The leaders of the party having each expressed a different opinion, the discussion was continued, not without vivacity. The orators, as always happens in such a case, reproduced the arguments they had already brought forward, though with less order and moderation than before. The dispute was prolonged and none changed his opinion. These opinions, in the final analysis, were reduced to two: that of Sapor and Lapersonne who advised abstention, and that of Phoenix and Larrivee, who wanted intervention. Even these two contrary opinions were united in a common hatred of the heads of the army and of their justice, and in a common belief in Pyrot's innocence. So that public opinion was hardly mistaken in regarding all the Socialist leaders as pernicious Anti-Pyrotists.
As for the vast masses in whose name they spoke and whom they represented as far as speech can express the impossible--as for the proletarians whose thought is difficult to know and who do not know it themselves, it seemed that the Pyrot affair did not interest them.
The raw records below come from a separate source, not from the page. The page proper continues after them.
//! Turn reconstruction over stored message logs

use confab_context::{TurnWindow, build_turns};
use confab_types::{Message, Role};
use serde_json::json;

fn stored_log() -> Vec<Message> {
    serde_json::from_value(json!([
        { "id": "sys", "role": "system", "parts": [{ "type": "text", "text": "be brief" }] },
        { "id": "orphan", "role": "assistant", "parts": [{ "type": "text", "text": "hello?" }] },
        {
            "id": "u1",
            "role": "user",
            "parts": [
                { "type": "text", "text": "what is this" },
                { "type": "image", "mime": "image/png", "bytesBase64": "AAAA" },
                { "type": "image", "mime": "image/png" },
                { "type": "file", "name": "notes.pdf" }
            ],
            "createdAt": "2026-01-01T00:00:00Z"
        },
        {
            "id": "a1",
            "role": "assistant",
            "parts": [{ "type": "text", "text": "A cat.\n[标准思考]\nwhiskers visible" }]
        },
        {
            "id": "u2",
            "role": "user",
            "parts": [{ "type": "text", "text": "and now<memory_board>likes cats</memory_board>" }]
        },
        {
            "id": "a2",
            "role": "assistant",
            "parts": [{ "type": "text", "text": "Still a cat." }],
            "providerMeta": { "reasoningStandard": "same photo", "reasoningInline": "quick look" }
        },
        { "id": "u3", "role": "user", "parts": [{ "type": "audio", "bytes_base64": "BBBB" }] }
    ]))
    .expect("valid stored log")
}

#[test]
fn stored_log_folds_into_turns() {
    let turns = build_turns(&stored_log());
    let ids: Vec<_> = turns.iter().map(|t| t.id.as_str()).collect();
    assert_eq!(ids, ["u1", "u2", "u3"]);

    let first = &turns[0];
    assert_eq!(first.user_text, "what is this");
    assert_eq!(first.user_images.len(), 1);
    assert_eq!(first.user_images[0].mime, "image/png");
    assert_eq!(first.assistant_text, "A cat.");
    assert_eq!(first.assistant_reasoning_standard, "whiskers visible");
    assert_eq!(first.assistant_reasoning_inline, "");
}

#[test]
fn provider_meta_fills_reasoning_and_hidden_blocks_are_stripped() {
    let turns = build_turns(&stored_log());
    let second = &turns[1];
    assert_eq!(second.user_text, "and now");
    assert_eq!(second.assistant_text, "Still a cat.");
    assert_eq!(second.assistant_reasoning_standard, "same photo");
    assert_eq!(second.assistant_reasoning_inline, "quick look");
}

#[test]
fn media_only_turn_without_answer_is_kept() {
    let turns = build_turns(&stored_log());
    let last = turns.last().unwrap();
    assert_eq!(last.user_text, "");
    assert_eq!(last.user_audios.len(), 1);
    assert_eq!(last.user_audios[0].mime, "audio/webm");
    assert_eq!(last.assistant_text, "");
}

#[test]
fn window_pages_back_one_turn_at_a_time() {
    let turns = build_turns(&stored_log());
    let mut window = TurnWindow::default();

    assert_eq!(window.visible(&turns).len(), 1);
    assert_eq!(window.visible(&turns)[0].id, "u3");
    assert!(window.has_more(turns.len()));

    window.load_more();
    window.load_more();
    assert_eq!(window.visible(&turns).len(), 3);
    assert!(!window.has_more(turns.len()));

    window.load_more();
    assert_eq!(window.visible(&turns).len(), 3);

    window.reset();
    assert_eq!(window.count(), 1);
}

#[test]
fn roles_survive_serialization() {
    let log = stored_log();
    let roles: Vec<_> = log.iter().map(Message::role).collect();
    assert_eq!(roles[0], Role::System);
    assert_eq!(roles[2], Role::User);

    let value = serde_json::to_value(&log[3]).unwrap();
    assert_eq!(value["role"], "assistant");
}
It was too literary for them, it was in too classical a style, and had an upper-middle-class and high-finance tone about it that did not please them much.
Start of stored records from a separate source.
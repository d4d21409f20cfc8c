use serde::Deserialize;
use std::{env, fs, path::Path, path::PathBuf, time::Duration};
use thiserror::Error;

use confab_types::SessionKey;

use crate::flow::FlowSettings;
use crate::pacer::PacingSettings;

/// Maximum number of channel messages handled per tick.
pub const DEFAULT_EVENT_BUDGET: usize = 512;

const CONFIG_PATH_ENV: &str = "CONFAB_CONFIG";

#[derive(Debug, Default, Deserialize)]
pub struct ConfabConfig {
    pub stream: Option<StreamConfig>,
    pub context: Option<ContextConfig>,
    pub session: Option<SessionConfig>,
}

#[derive(Debug, Error)]
pub enum ConfigError {
    #[error("failed to read config at {}: {source}", path.display())]
    Read {
        path: PathBuf,
        source: std::io::Error,
    },
    #[error("failed to parse config at {}: {source}", path.display())]
    Parse {
        path: PathBuf,
        source: toml::de::Error,
    },
}

impl ConfigError {
    pub fn path(&self) -> &PathBuf {
        match self {
            ConfigError::Read { path, .. } | ConfigError::Parse { path, .. } => path,
        }
    }
}

/// Stream pacing knobs.
#[derive(Debug, Default, Deserialize)]
pub struct StreamConfig {
    /// Flush tick period in milliseconds. Default: 33.
    pub flush_interval_ms: Option<u64>,
    /// Horizon within which buffered text should be fully revealed. Default: 1000.
    pub drain_target_ms: Option<u64>,
    /// Channel messages processed per tick. Default: 512.
    pub event_budget: Option<usize>,
}

#[derive(Debug, Default, Deserialize)]
pub struct ContextConfig {
    /// Context window of the active api config, in tokens.
    /// Clamped to 16k..=200k; defaults to 128k.
    pub window_tokens: Option<u32>,
}

/// Which api config and agent the chat talks to.
///
/// Values support `${VAR}` environment expansion.
#[derive(Debug, Default, Deserialize)]
pub struct SessionConfig {
    pub api_config_id: Option<String>,
    pub agent_id: Option<String>,
}

pub fn expand_env_vars(value: &str) -> String {
    let mut out = String::with_capacity(value.len());
    let mut rest = value;

    while let Some(start) = rest.find("${") {
        let Some(end_rel) = rest[start + 2..].find('}') else {
            break;
        };
        out.push_str(&rest[..start]);
        let var = &rest[start + 2..start + 2 + end_rel];
        if !var.is_empty() {
            out.push_str(&env::var(var).unwrap_or_default());
        }
        rest = &rest[start + 2 + end_rel + 1..];
    }

    out.push_str(rest);
    out
}

impl ConfabConfig {
    pub fn load() -> Result<Option<Self>, ConfigError> {
        match config_path() {
            Some(path) => Self::load_from(&path),
            None => Ok(None),
        }
    }

    /// Load from an explicit path. A missing file is not an error.
    pub fn load_from(path: &Path) -> Result<Option<Self>, ConfigError> {
        if !path.exists() {
            return Ok(None);
        }

        let content = match fs::read_to_string(path) {
            Ok(content) => content,
            Err(err) => {
                tracing::warn!("Failed to read config at {:?}: {}", path, err);
                return Err(ConfigError::Read {
                    path: path.to_path_buf(),
                    source: err,
                });
            }
        };

        match toml::from_str(&content) {
            Ok(config) => Ok(Some(config)),
            Err(err) => {
                tracing::warn!("Failed to parse config at {:?}: {}", path, err);
                Err(ConfigError::Parse {
                    path: path.to_path_buf(),
                    source: err,
                })
            }
        }
    }

    #[must_use]
    pub fn path() -> Option<PathBuf> {
        config_path()
    }

    #[must_use]
    pub fn pacing(&self) -> PacingSettings {
        let stream = self.stream.as_ref();
        PacingSettings::new(
            Duration::from_millis(stream.and_then(|s| s.flush_interval_ms).unwrap_or(0)),
            Duration::from_millis(stream.and_then(|s| s.drain_target_ms).unwrap_or(0)),
        )
    }

    #[must_use]
    pub fn event_budget(&self) -> usize {
        self.stream
            .as_ref()
            .and_then(|s| s.event_budget)
            .filter(|budget| *budget > 0)
            .unwrap_or(DEFAULT_EVENT_BUDGET)
    }

    #[must_use]
    pub fn context_window_tokens(&self) -> Option<u32> {
        self.context.as_ref().and_then(|c| c.window_tokens)
    }

    #[must_use]
    pub fn flow_settings(&self) -> FlowSettings {
        FlowSettings {
            pacing: self.pacing(),
            event_budget: self.event_budget(),
            context_window: self.context_window_tokens(),
        }
    }

    /// The configured session, if both ids resolve to non-empty values.
    #[must_use]
    pub fn session(&self) -> Option<SessionKey> {
        let session = self.session.as_ref()?;
        let api_config_id = expand_env_vars(session.api_config_id.as_deref()?);
        let agent_id = expand_env_vars(session.agent_id.as_deref()?);
        match SessionKey::new(api_config_id, agent_id) {
            Ok(key) => Some(key),
            Err(err) => {
                tracing::warn!("Ignoring configured session: {err}");
                None
            }
        }
    }
}

/// `$CONFAB_CONFIG`, else `~/.confab/config.toml`.
pub fn config_path() -> Option<PathBuf> {
    if let Some(path) = env::var_os(CONFIG_PATH_ENV).filter(|p| !p.is_empty()) {
        return Some(PathBuf::from(path));
    }
    dirs::home_dir().map(|home| home.join(".confab").join("config.toml"))
}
When the Colomban trial began, the Pyrotists were not many more than thirty thousand, but they were every where and might be found even among the priests and millionaires. What injured them most was the sympathy of the rich Jews. On the other hand they derived valuable advantages from their feeble number. In the first place there were among them fewer fools than among their opponents, who were over-burdened with them. Comprising but a feeble minority, they co-operated easily, acted with harmony, and had no temptation to divide and thus counteract one another's efforts. Each of them felt the necessity of doing the best possible and was the more careful of his conduct as he found himself more in the public eye. Finally, they had every reason to hope that they would gain fresh adherents, while their opponents, having had everybody with them at the beginning, could only decrease.
Summoned before the judges at a public sitting, Colomban immediately perceived that his judges were not anxious to discover the truth. As soon as he opened his mouth the President ordered him to be silent in the superior interests of the State. For the same reason, which is the supreme reason, the witnesses for the defence were not heard. General Panther, the Chief of the Staff, appeared in the witness-box, in full uniform and decorated with all his orders. He deposed as follows:
"The infamous Colomban states that we have no proofs against Pyrot. He lies; we have them. I have in my archives seven hundred and thirty-two square yards of them which at five hundred pounds each make three hundred and sixty-six thousand pounds."
That superior officer afterwards gave, with elegance and ease, a summary of those proofs.
"They are of all colours and all shades," said he in substance, "they are of every form--pot, crown, sovereign, grape, dove-cot, grand eagle, etc. The smallest is less than the hundredth part of a square inch, the largest measures seventy yards long by ninety yards broad."